Florida is letting elderly residents languish in COVID-ridden nursing homes
When COVID-19 overwhelmed New York’s hospitals a few months ago, the state moved positive patients into nursing homes, resulting in the senseless deaths of thousands of otherwise healthy elderly residents. Florida has had both the proverbial crystal ball to see those catastrophic results and the luxury of time to make alternate plans, so it is absolutely incomprehensible that Gov. DeSantis is intentionally following New York’s grave mistake by moving coronaviruspositive hospital patients into nursing homes and endangering the precious lives of thousands of Floridians.
At his July 7 press conference, DeSantis revealed the opening of a dozen COVID-19-only “isolation centers” throughout the state to relieve hospitals of medically stable coronavirus-positive patients. No one else inhabited these contained ‘waystations,’ where those transferred in received the long-term care (LTC) services they required until testing negative for discharge.
But that changed quickly. A loophole in Emergency Rule 59AER20-6 issued on July 15 by Florida’s Agency for Health Care Administration (AHCA) allowed nursing homes occupied by healthy residents to accept COVID-positive hospital transfers into “a dedicated wing, unit, or building with dedicated staff.” Since then, AHCA’s list of isolation centers has jumped to 22 LTC homes with more than 1,400 beds for patients.
Even worse, the state has not implemented any safety protections for nursing homes’ existing full-time occupants. When I discussed with several supervisors in AHCA’s LTC Services Unit and its Office of Plans and Construction how an isolation wing needed to be sealed off physically from the rest of the building, how its air flow needed to be restricted, and what safeguards are mandated, all confirmed there are no requirements of LTC facilities to be deemed “isolation centers.” CDC guidelines are encouraged, but nothing is compulsory.
Yet even more appalling, in a show of utter negligence by the state, AHCA is not compelled to complete any inspections prior to these so-called isolation wings opening. Case in point: The last inspection AHCA performed at my grandfather’s nursing home transpired 18 days before its isolation wing opened and nearly two weeks before the issuance of the Emergency Rule that allows it!
This total absence of oversight is exacerbated by family members’ inability to enter nursing homes to see for ourselves the precautions taken to ensure our loved ones’ wellbeing (despite that being an understandable safeguard). The places entrusted with our loved ones’ welfare — that have broken our trust by deliberately bringing COVID-19 into their homes — are expected to be trusted yet again to house elderly people in these wings sight unseen. This is unequivocally wrong.
Nursing homes purportedly spent the last five months trying to keep coronavirus away from their high-risk population, but, woefully, have failed to do so. My grandfather was one of a handful of residents who tested COVID-19positive before his nursing home opened its COVID-19 isolation unit on July 20.
Moreover, the recent Department of Heath reports indicate a huge outbreak has already occurred there; its July 30 non-cumulative daily data (selfreported by the nursing home) shows 16 coronavirus-positive transfer patients have arrived while 37 residents and 17 staff members are COVID-19-positive.
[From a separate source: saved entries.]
use std::path::PathBuf;
use std::sync::atomic::{AtomicBool, Ordering};
use std::sync::Arc;
use std::time::Duration;

use anyhow::{Context, Result};
use clap::Args;
use cropsight_core::io::frame_source::{FrameFetch, FrameSource, ImageSequence};
use cropsight_core::io::planner::PlannerSink;
use cropsight_core::io::sink::{JsonLinesSink, TracingSink};
use cropsight_core::io::telemetry::{spawn_telemetry_reader, ReplayTelemetry, SharedAltitude};
use cropsight_core::session::{CycleReport, MonitorLoop, MonitorObserver, MonitorSession};
use indicatif::{ProgressBar, ProgressStyle};

use super::SessionArgs;
use crate::summary::print_monitor_summary;

#[derive(Args)]
pub struct MonitorArgs {
    /// Directory of frames, replayed in name order
    pub input: PathBuf,

    #[command(flatten)]
    pub session: SessionArgs,

    /// Altitude log (one value in meters per line) replayed as telemetry
    #[arg(long)]
    pub telemetry: Option<PathBuf>,

    /// Delay between telemetry samples in milliseconds
    #[arg(long, default_value = "100")]
    pub telemetry_pace_ms: u64,

    /// Delay between frames in milliseconds, to mimic a live camera
    #[arg(long, default_value = "0")]
    pub frame_interval_ms: u64,

    /// Stop after this many seconds
    #[arg(long)]
    pub duration: Option<f64>,

    /// JSON-lines file for accepted commands (overrides the config)
    #[arg(long)]
    pub history: Option<PathBuf>,
}

/// Pacing wrapper so a directory replays at camera speed.
struct Paced<S> {
    inner: S,
    interval: Duration,
    started: bool,
}

impl<S: FrameSource> FrameSource for Paced<S> {
    fn next_frame(&mut self) -> FrameFetch {
        if self.started && !self.interval.is_zero() {
            std::thread::sleep(self.interval);
        }
        self.started = true;
        self.inner.next_frame()
    }

    fn len_hint(&self) -> Option<usize> {
        self.inner.len_hint()
    }
}

struct ProgressObserver {
    pb: ProgressBar,
}

impl MonitorObserver for ProgressObserver {
    fn on_cycle(&self, report: &CycleReport) {
        self.pb.inc(1);
        self.pb.set_message(format!(
            "Score {:5.1} p{}",
            report.score(),
            report.advice.priority
        ));
    }

    fn on_skip(&self) {
        self.pb.inc(1);
    }
}

pub fn run(args: &MonitorArgs) -> Result<()> {
    let mut config = args.session.load()?;
    if let Some(ref path) = args.history {
        config.history_path = Some(path.clone());
    }

    let sequence = ImageSequence::from_dir(&args.input)
        .with_context(|| format!("Failed to open frame directory {}", args.input.display()))?;
    let total = sequence.len_hint().unwrap_or(0);
    let mut source = Paced {
        inner: sequence,
        interval: Duration::from_millis(args.frame_interval_ms),
        started: false,
    };

    let stop = Arc::new(AtomicBool::new(false));
    {
        let stop = stop.clone();
        ctrlc::set_handler(move || {
            stop.store(true, Ordering::SeqCst);
        })
        .context("Failed to install Ctrl-C handler")?;
    }
    let mut session = MonitorSession::new(&config);

    let reader = match args.telemetry {
        Some(ref path) => {
            let replay = ReplayTelemetry::from_file(path)
                .with_context(|| format!("Failed to read telemetry {}", path.display()))?
                .with_pace(Duration::from_millis(args.telemetry_pace_ms));
            let shared = SharedAltitude::new();
            session = session.with_telemetry(shared.clone());
            Some(spawn_telemetry_reader(replay, shared, stop.clone()))
        }
        None => None,
    };

    let mut monitor = MonitorLoop::new(stop.clone()).with_sink(Box::new(TracingSink));
    if let Some(ref path) = config.history_path {
        let sink = JsonLinesSink::open(path, config.history_capacity)
            .with_context(|| format!("Failed to open history {}", path.display()))?;
        monitor = monitor.with_sink(Box::new(sink));
    }
    if let Some(ref planner) = config.planner {
        monitor = monitor.with_sink(Box::new(PlannerSink::from_config(planner)));
    }
    if let Some(secs) = args.duration {
        let limit = Duration::try_from_secs_f64(secs).context("Invalid --duration")?;
        monitor = monitor.with_max_duration(limit);
    }

    let pb = ProgressBar::new(total as u64);
    pb.set_style(
        ProgressStyle::default_bar()
            .template("{msg} [{bar:40}] {pos}/{len}")?
            .progress_chars("=> "),
    );
    pb.set_message("Monitoring");
    let observer = ProgressObserver { pb };

    let summary = monitor.run_observed(&mut session, &mut source, &observer);
    observer.pb.finish_with_message("Done");

    stop.store(true, Ordering::SeqCst);
    if let Some(handle) = reader {
        if handle.join().is_err() {
            tracing::warn!("Telemetry reader panicked");
        }
    }

    print_monitor_summary(&summary, &session);
    Ok(())
}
My grandfather’s LTC facility only has 120 beds, 50 of which are in their isolation wing. The math suggests that it is already overflowing.
Coronavirus testing in LTC homes is not being conducted frequently enough to prevent it from spreading. Even though residents are confined most of the time to their rooms, staff members leave the premises daily, only to be surrounded by a society rejecting masks and social distancing and hellbent on pursuing life as carefree as they did pre-pandemic. Employees who return to their jobs as asymptomatic carriers pass the virus to the defenseless residents relying on their care. Leaders entrusted with public safety seemingly have turned a blind eye to this reality and are not doing nearly enough to curb COVID-19’s propagation.
It is depraved and a gross injustice to consciously threaten thousands of vulnerable people, who are powerless to advocate for themselves, beholden to their living circumstances, not provided alternatives for their care and living arrangements and most susceptible to suffering and/or dying from COVID-19. The dearth of humanity and common sense is astonishing, and heartbreaking. No one is ensuring the best interests of Florida’s elderly community.
Instead of recklessly shepherding a highly contagious and deadly virus into the homes of its most atrisk demographic, the state and long-term care facilities should be implement more safety precautions to prevent COVID-19 from proliferating among those who live and work in the buildings. Their lives are significant — not expendable.